THE TASK:
Everything from the line containing "public path only." through the final line of the records must be transcribed verbatim; nothing else belongs in the result.

Segment Start: INFORMATION SHOWN

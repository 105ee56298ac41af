use winit::dpi::PhysicalSize;

pub struct DepthTexture {
    _texture: wgpu::Texture,
    view: wgpu::TextureView,
    label: String,
}

impl DepthTexture {
    pub const DEPTH_FORMAT: wgpu::TextureFormat = wgpu::TextureFormat::Depth32Float;

    pub fn new(device: &wgpu::Device, size: PhysicalSize<u32>, label: impl Into<String>) -> Self {
        let label: String = label.into();
        let texture = create_texture(
            device,
            size,
            Self::DEPTH_FORMAT,
            wgpu::TextureUsages::RENDER_ATTACHMENT,
            &label,
        );
        let view = texture.create_view(&wgpu::TextureViewDescriptor::default());

        Self {
            _texture: texture,
            view,
            label,
        }
    }

    pub fn resize(&mut self, device: &wgpu::Device, size: PhysicalSize<u32>) {
        *self = Self::new(device, size, std::mem::take(&mut self.label));
    }

    pub fn view(&self) -> &wgpu::TextureView {
        &self.view
    }
}

/// Offscreen color target that later passes sample from.
pub struct RenderTarget {
    _texture: wgpu::Texture,
    view: wgpu::TextureView,
    size: PhysicalSize<u32>,
}

impl RenderTarget {
    pub const HDR_FORMAT: wgpu::TextureFormat = wgpu::TextureFormat::Rgba16Float;

    pub fn new(device: &wgpu::Device, size: PhysicalSize<u32>, label: &str) -> Self {
        let size = PhysicalSize::new(size.width.max(1), size.height.max(1));
        let texture = create_texture(
            device,
            size,
            Self::HDR_FORMAT,
            wgpu::TextureUsages::RENDER_ATTACHMENT | wgpu::TextureUsages::TEXTURE_BINDING,
            label,
        );
        let view = texture.create_view(&wgpu::TextureViewDescriptor::default());

        Self {
            _texture: texture,
            view,
            size,
        }
    }

    pub fn view(&self) -> &wgpu::TextureView {
        &self.view
    }

    pub fn size(&self) -> PhysicalSize<u32> {
        self.size
    }
}

fn create_texture(
    device: &wgpu::Device,
    size: PhysicalSize<u32>,
    format: wgpu::TextureFormat,
    usage: wgpu::TextureUsages,
    label: &str,
) -> wgpu::Texture {
    device.create_texture(&wgpu::TextureDescriptor {
        label: Some(label),
        size: wgpu::Extent3d {
            width: size.width.max(1),
            height: size.height.max(1),
            depth_or_array_layers: 1,
        },
        mip_level_count: 1,
        sample_count: 1,
        dimension: wgpu::TextureDimension::D2,
        format,
        usage,
        view_formats: &[],
    })
}
use glam::Vec3;
use rand::Rng;

use crate::animation::Behavior;
use crate::geometry;
use crate::picking::HoverTarget;
use crate::scene_graph::{srgb_hex, BlendMode, Material, Object3D, ObjectId, Scene, TextLabel};

pub const ORB_ID: &str = "orb";
const ORB_RADIUS: f32 = 0.5;
const ORB_SEGMENTS: u32 = 32;

const LOGO_POSITION: Vec3 = Vec3::new(0.0, 4.0, -3.0);

const LABEL_ORIGIN: Vec3 = Vec3::new(-2.0, 3.0, -3.0);
const LABEL_SPACING: f32 = 0.5;
const LABEL_FONT_SIZE: f32 = 0.3;

pub fn spawn_stars(scene: &mut Scene, count: usize, rng: &mut impl Rng) -> ObjectId {
    let mesh = scene.add_mesh(geometry::star_shell("stars", count, 100.0, 50.0, rng));
    let material = Material {
        point_size: 0.8,
        fog: false,
        ..Default::default()
    };

    scene.add_object(Object3D::new("stars").with_mesh(mesh, material))
}

pub fn spawn_grid(scene: &mut Scene) -> ObjectId {
    let mesh = scene.add_mesh(geometry::grid_lines("grid", 20.0, 20));

    scene.add_object(
        Object3D::new("grid")
            .at(Vec3::new(0.0, -2.0, 0.0))
            .with_mesh(mesh, Material::basic(srgb_hex(0x00ff88), 0.5))
            .with_behavior(Behavior::Pulse),
    )
}

pub fn spawn_orb(scene: &mut Scene, name: &str, position: Vec3) -> ObjectId {
    let mesh = scene.add_mesh(geometry::uv_sphere(
        name,
        ORB_RADIUS,
        ORB_SEGMENTS,
        ORB_SEGMENTS,
    ));
    let material = Material {
        metalness: 0.8,
        roughness: 0.2,
        ..Material::emissive(srgb_hex(0xff00ff), 0.5)
    };

    scene.add_object(
        Object3D::new(name)
            .at(position)
            .with_mesh(mesh, material)
            .with_hover(HoverTarget::new(ORB_ID, ORB_RADIUS))
            .with_behavior(Behavior::Float {
                base: position,
                emissive_intensity: 0.5,
                hovered_emissive_intensity: 1.5,
            }),
    )
}

/// The logo group carries the sway, its child carries the geometry.
pub fn spawn_logo(scene: &mut Scene) -> ObjectId {
    let mesh = scene.add_mesh(geometry::shape_mesh("bolt", &geometry::BOLT_OUTLINE));

    let group = scene.add_object(
        Object3D::new("logo")
            .at(LOGO_POSITION)
            .with_behavior(Behavior::Sway {
                base_y: LOGO_POSITION.y,
            }),
    );
    scene.add_child(
        group,
        Object3D::new("bolt").with_mesh(mesh, Material::emissive(srgb_hex(0x00ffff), 2.0)),
    );

    group
}

pub fn spawn_labels(scene: &mut Scene, lines: &[String]) -> ObjectId {
    let group = scene.add_object(Object3D::new("labels").with_behavior(Behavior::Billboard));

    for (index, text) in lines.iter().enumerate() {
        let position = LABEL_ORIGIN - Vec3::Y * (LABEL_SPACING * index as f32);
        scene.add_child(
            group,
            Object3D::new(format!("label {index}"))
                .at(position)
                .with_label(TextLabel {
                    text: text.clone(),
                    font_size: LABEL_FONT_SIZE,
                    color: srgb_hex(0x00ffff),
                }),
        );
    }

    group
}

pub fn spawn_particles(scene: &mut Scene, count: usize, rng: &mut impl Rng) -> ObjectId {
    let mesh = scene.add_mesh(geometry::particle_cube("particles", count, 20.0, rng));
    let material = Material {
        point_size: 0.05,
        blend: BlendMode::Alpha,
        ..Material::basic(srgb_hex(0x00ffff), 0.6)
    };

    scene.add_object(Object3D::new("particles").with_mesh(mesh, material))
}
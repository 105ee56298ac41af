use glam::{Mat4, Vec3};
use id_arena::Arena;

use crate::animation::FrameContext;
use crate::scene_graph::mesh::{Mesh, MeshId};
use crate::scene_graph::object3d::{Object3D, ObjectId};

/// Retained scene graph. Objects and meshes are allocated once when the
/// scene is composed and live until the scene is dropped.
pub struct Scene {
    pub objects: Arena<Object3D>,
    pub meshes: Arena<Mesh>,
}

impl Scene {
    pub fn new() -> Self {
        Self {
            objects: Arena::new(),
            meshes: Arena::new(),
        }
    }

    pub fn add_object(&mut self, object: Object3D) -> ObjectId {
        self.objects.alloc(object)
    }

    pub fn add_child(&mut self, parent_id: ObjectId, object: Object3D) -> ObjectId {
        let child_id = self.add_object(object);
        self.set_object_parent(child_id, Some(parent_id));
        child_id
    }

    pub fn get_object(&self, id: ObjectId) -> Option<&Object3D> {
        self.objects.get(id)
    }

    #[cfg(test)]
    pub fn get_object_mut(&mut self, id: ObjectId) -> Option<&mut Object3D> {
        self.objects.get_mut(id)
    }

    #[cfg(test)]
    pub fn get_object_by_name(&self, name: &str) -> Option<ObjectId> {
        self.objects
            .iter()
            .find(|(_, object)| object.name == name)
            .map(|(id, _)| id)
    }

    pub fn add_mesh(&mut self, mesh: Mesh) -> MeshId {
        self.meshes.alloc(mesh)
    }

    pub fn mesh(&self, id: MeshId) -> Option<&Mesh> {
        self.meshes.get(id)
    }

    /// Runs every object's behavior for this frame.
    pub fn animate(&mut self, ctx: &FrameContext) {
        let mut animated = Vec::new();

        for (id, object) in self.objects.iter_mut() {
            let Object3D {
                behavior,
                transform,
                material,
                hover,
                ..
            } = object;

            if let Some(behavior) = behavior {
                behavior.apply(ctx, transform, material, hover.as_ref());
                animated.push(id);
            }
        }

        for id in animated {
            self.invalidate_object_hierarchy(id);
        }
    }

    /// Recomputes world matrices for every object whose world transform is
    /// out of date, parents before children.
    pub fn propagate_transforms(&self) {
        let root_objects = self
            .objects
            .iter()
            .filter(|(_, object)| object.parent_id.is_none())
            .map(|(id, _)| id);

        for root_id in root_objects {
            self.propagate_transform_recursive(root_id, Mat4::IDENTITY);
        }
    }

    fn propagate_transform_recursive(&self, object_id: ObjectId, parent_world_matrix: Mat4) {
        let Some(object) = self.objects.get(object_id) else {
            return;
        };

        if object.transform.is_world_dirty() {
            let local_matrix = *object.transform.local_matrix();
            object
                .transform
                .set_world_matrix(parent_world_matrix * local_matrix);
        }

        let world_matrix = *object.transform.world_matrix();
        for &child_id in &object.child_ids {
            self.propagate_transform_recursive(child_id, world_matrix);
        }
    }

    pub fn invalidate_object_hierarchy(&self, object_id: ObjectId) {
        if let Some(object) = self.objects.get(object_id) {
            object.transform.invalidate_world();

            for &child_id in &object.child_ids {
                self.invalidate_object_hierarchy(child_id);
            }
        }
    }

    pub fn set_object_parent(&mut self, child_id: ObjectId, new_parent_id: Option<ObjectId>) {
        if let Some(old_parent_id) = self.objects.get(child_id).and_then(|c| c.parent_id) {
            if let Some(old_parent) = self.objects.get_mut(old_parent_id) {
                old_parent.child_ids.retain(|&id| id != child_id);
            }
        }

        if let Some(child) = self.objects.get_mut(child_id) {
            child.parent_id = new_parent_id;
        }

        if let Some(new_parent) = new_parent_id.and_then(|id| self.objects.get_mut(id)) {
            new_parent.child_ids.push(child_id);
        }

        self.invalidate_object_hierarchy(child_id);
    }

    pub fn world_translation(&self, object_id: ObjectId) -> Option<Vec3> {
        self.objects
            .get(object_id)
            .map(|object| object.transform.world_translation())
    }
}

#[cfg(test)]
mod tests {
    use super::*;
    use glam::Quat;

    #[test]
    fn child_world_matrix_includes_parent() {
        let mut scene = Scene::new();
        let parent = scene.add_object(Object3D::new("parent").at(Vec3::new(1.0, 0.0, 0.0)));
        let child = scene.add_child(parent, Object3D::new("child").at(Vec3::new(0.0, 2.0, 0.0)));

        scene.propagate_transforms();

        let position = scene.world_translation(child).unwrap();
        assert!((position - Vec3::new(1.0, 2.0, 0.0)).length() < 1e-6);
    }

    #[test]
    fn rotating_parent_moves_children() {
        let mut scene = Scene::new();
        let parent = scene.add_object(Object3D::new("group"));
        let child = scene.add_child(parent, Object3D::new("label").at(Vec3::new(0.0, 0.0, -3.0)));
        scene.propagate_transforms();

        scene
            .get_object_mut(parent)
            .unwrap()
            .transform
            .set_rotation(Quat::from_rotation_y(std::f32::consts::PI));
        scene.invalidate_object_hierarchy(parent);
        scene.propagate_transforms();

        let position = scene.world_translation(child).unwrap();
        assert!((position - Vec3::new(0.0, 0.0, 3.0)).length() < 1e-5);
    }

    #[test]
    fn reparenting_updates_child_lists() {
        let mut scene = Scene::new();
        let a = scene.add_object(Object3D::new("a"));
        let b = scene.add_object(Object3D::new("b"));
        let child = scene.add_child(a, Object3D::new("child"));

        scene.set_object_parent(child, Some(b));

        assert!(scene.get_object(a).unwrap().child_ids.is_empty());
        assert_eq!(scene.get_object(b).unwrap().child_ids, vec![child]);
        let names: Vec<_> = scene
            .get_object(b)
            .unwrap()
            .children(&scene)
            .map(|c| c.name.as_str())
            .collect();
        assert_eq!(names, ["child"]);
    }

    #[test]
    fn find_object_by_name() {
        let mut scene = Scene::new();
        let id = scene.add_object(Object3D::new("logo"));
        assert_eq!(scene.get_object_by_name("logo"), Some(id));
        assert_eq!(scene.get_object_by_name("missing"), None);
    }
}
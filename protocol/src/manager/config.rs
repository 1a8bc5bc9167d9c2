//! Manager configuration.
//!
//! One structure with named fields replaces the pile of overloaded
//! constructors a manager would otherwise need. Defaults:
//!
//! | Field           | Default  |
//! |-----------------|----------|
//! | `private_for`   | empty (public path) |
//! | `privacy_flag`  | absent   |
//! | `mandatory_for` | absent   |
//! | `chain_id`      | absent (legacy signatures on the public path) |
//!
//! `credentials` and `enclave_key` have no default.

use crate::crypto::Credentials;
use crate::transaction::PrivacyFlag;

/// The routing-relevant part of the configuration.
///
/// Mutable at runtime through the manager's setters. Every call works on a
/// snapshot taken once at entry.
#[derive(Debug, Clone, Default, PartialEq, Eq)]
pub struct PrivacySettings {
    /// Recipients' enclave keys. Empty selects the public path.
    pub private_for: Vec<String>,
    /// `None` is forwarded as absent, never as `StandardPrivate`.
    pub privacy_flag: Option<PrivacyFlag>,
    /// `None` is forwarded as absent. `Some(vec![])` is forwarded as an
    /// explicit empty list.
    pub mandatory_for: Option<Vec<String>>,
}

impl PrivacySettings {
    /// Returns `true` when the private path applies.
    pub fn is_private(&self) -> bool {
        !self.private_for.is_empty()
    }
}

/// Everything a [`super::RawTransactionManager`] needs at construction.
#[derive(Debug, Clone)]
pub struct ManagerConfig {
    pub credentials: Credentials,
    /// Sender's enclave public key, passed as `from` to the store call.
    pub enclave_key: String,
    pub privacy: PrivacySettings,
    /// Replay protection for the public path only.
    pub chain_id: Option<u64>,
}

impl ManagerConfig {
    /// Public-path configuration with every optional field at its default.
    pub fn new(credentials: Credentials, enclave_key: impl Into<String>) -> Self {
        Self {
            credentials,
            enclave_key: enclave_key.into(),
            privacy: PrivacySettings::default(),
            chain_id: None,
        }
    }

    pub fn with_private_for(mut self, private_for: Vec<String>) -> Self {
        self.privacy.private_for = private_for;
        self
    }

    pub fn with_privacy_flag(mut self, flag: Option<PrivacyFlag>) -> Self {
        self.privacy.privacy_flag = flag;
        self
    }

    pub fn with_mandatory_for(mut self, mandatory_for: Option<Vec<String>>) -> Self {
        self.privacy.mandatory_for = mandatory_for;
        self
    }

    pub fn with_chain_id(mut self, chain_id: Option<u64>) -> Self {
        self.chain_id = chain_id;
        self
    }
}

Segment End: INFORMATION SHOWN

EXERCISE RESPONSE:
    /// Replay protection for the public path only.
    pub chain_id: Option<u64>,
}

impl ManagerConfig {
    /// Public-path configuration with every optional field at its default.
    pub fn new(credentials: Credentials, enclave_key: impl Into<String>) -> Self {
        Self {
            credentials,
            enclave_key: enclave_key.into(),
            privacy: PrivacySettings::default(),
            chain_id: None,
        }
    }

    pub fn with_private_for(mut self, private_for: Vec<String>) -> Self {
        self.privacy.private_for = private_for;
        self
    }

    pub fn with_privacy_flag(mut self, flag: Option<PrivacyFlag>) -> Self {
        self.privacy.privacy_flag = flag;
        self
    }

    pub fn with_mandatory_for(mut self, mandatory_for: Option<Vec<String>>) -> Self {
        self.privacy.mandatory_for = mandatory_for;
        self
    }

    pub fn with_chain_id(mut self, chain_id: Option<u64>) -> Self {
        self.chain_id = chain_id;
        self
    }
}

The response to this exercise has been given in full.